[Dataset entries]
=== Section Start ===
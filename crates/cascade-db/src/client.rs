//! Retrying warehouse client
//!
//! Wraps the pool with the retry policy: transient failures re-run the same
//! logical call after a backoff; connection-level failures discard the
//! connection so the next attempt reconnects. Permanent failures surface
//! immediately.

use crate::error::{DbError, DbErrorKind, DbResult};
use crate::pool::DriverPool;
use crate::retry::RetryPolicy;
use serde_json::Value;
use std::sync::Arc;

/// Shared handle for executing SQL with retry semantics
#[derive(Clone)]
pub struct WarehouseClient {
    pool: Arc<DriverPool>,
    retry: RetryPolicy,
}

impl std::fmt::Debug for WarehouseClient {
    fn fmt(&self, f: &mut std::fmt::Formatter<'_>) -> std::fmt::Result {
        f.debug_struct("WarehouseClient")
            .field("retry", &self.retry)
            .finish_non_exhaustive()
    }
}

impl WarehouseClient {
    pub fn new(pool: Arc<DriverPool>, retry: RetryPolicy) -> Self {
        Self { pool, retry }
    }

    /// The underlying pool.
    pub fn pool(&self) -> &Arc<DriverPool> {
        &self.pool
    }

    /// Attempts the policy allows per logical call.
    pub fn retry_attempts(&self) -> u32 {
        self.retry.max_attempts
    }

    /// Execute one statement, retrying per policy.
    pub async fn execute(&self, sql: &str) -> DbResult<crate::traits::QueryOutput> {
        let mut attempt: u32 = 0;
        loop {
            let mut conn = self.pool.acquire().await?;
            match conn.execute(sql).await {
                Ok(output) => return Ok(output),
                Err(e) => {
                    attempt = self.handle_failure(conn, e, attempt).await?;
                }
            }
        }
    }

    /// Execute a batch of statements in one round trip, retrying per policy.
    pub async fn execute_many(&self, statements: &[String]) -> DbResult<()> {
        let mut attempt: u32 = 0;
        loop {
            let mut conn = self.pool.acquire().await?;
            match conn.execute_many(statements).await {
                Ok(()) => return Ok(()),
                Err(e) => {
                    attempt = self.handle_failure(conn, e, attempt).await?;
                }
            }
        }
    }

    /// Bulk-load rows through the driver's native path, retrying per policy.
    pub async fn bulk_insert(
        &self,
        table: &str,
        columns: &[String],
        rows: Vec<Vec<Value>>,
    ) -> DbResult<usize> {
        let mut attempt: u32 = 0;
        loop {
            let mut conn = self.pool.acquire().await?;
            match conn.bulk_insert(table, columns, rows.clone()).await {
                Ok(count) => return Ok(count),
                Err(e) => {
                    attempt = self.handle_failure(conn, e, attempt).await?;
                }
            }
        }
    }

    /// Execute and return the first cell of the first row.
    pub async fn query_scalar(&self, sql: &str) -> DbResult<Option<Value>> {
        let output = self.execute(sql).await?;
        Ok(output.scalar().cloned())
    }

    /// Classify a failure: sleep-and-continue for retryable errors (returning
    /// the incremented attempt counter), or propagate.
    async fn handle_failure(
        &self,
        conn: crate::pool::PooledConnection,
        error: DbError,
        attempt: u32,
    ) -> DbResult<u32> {
        match error.kind() {
            DbErrorKind::Transient if self.retry.should_retry(attempt) => {
                let delay = self.retry.delay(attempt);
                log::warn!(
                    "transient warehouse error (attempt {}): {}; retrying in {:?}",
                    attempt + 1,
                    error,
                    delay
                );
                drop(conn);
                tokio::time::sleep(delay).await;
                Ok(attempt + 1)
            }
            DbErrorKind::ConnectionLost if self.retry.should_retry(attempt) => {
                let delay = self.retry.delay(attempt);
                log::warn!(
                    "connection lost (attempt {}): {}; reconnecting in {:?}",
                    attempt + 1,
                    error,
                    delay
                );
                conn.discard();
                tokio::time::sleep(delay).await;
                Ok(attempt + 1)
            }
            DbErrorKind::ConnectionLost => {
                conn.discard();
                Err(error)
            }
            _ => Err(error),
        }
    }
}

#[cfg(test)]
#[path = "client_test.rs"]
mod tests;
=== Section End ===
* [Task objective]: Among the records, find every line holding the word "RetryPolicy" and copy it.

* [The completed task]:
use crate::retry::RetryPolicy;
    retry: RetryPolicy,
    pub fn new(pool: Arc<DriverPool>, retry: RetryPolicy) -> Self {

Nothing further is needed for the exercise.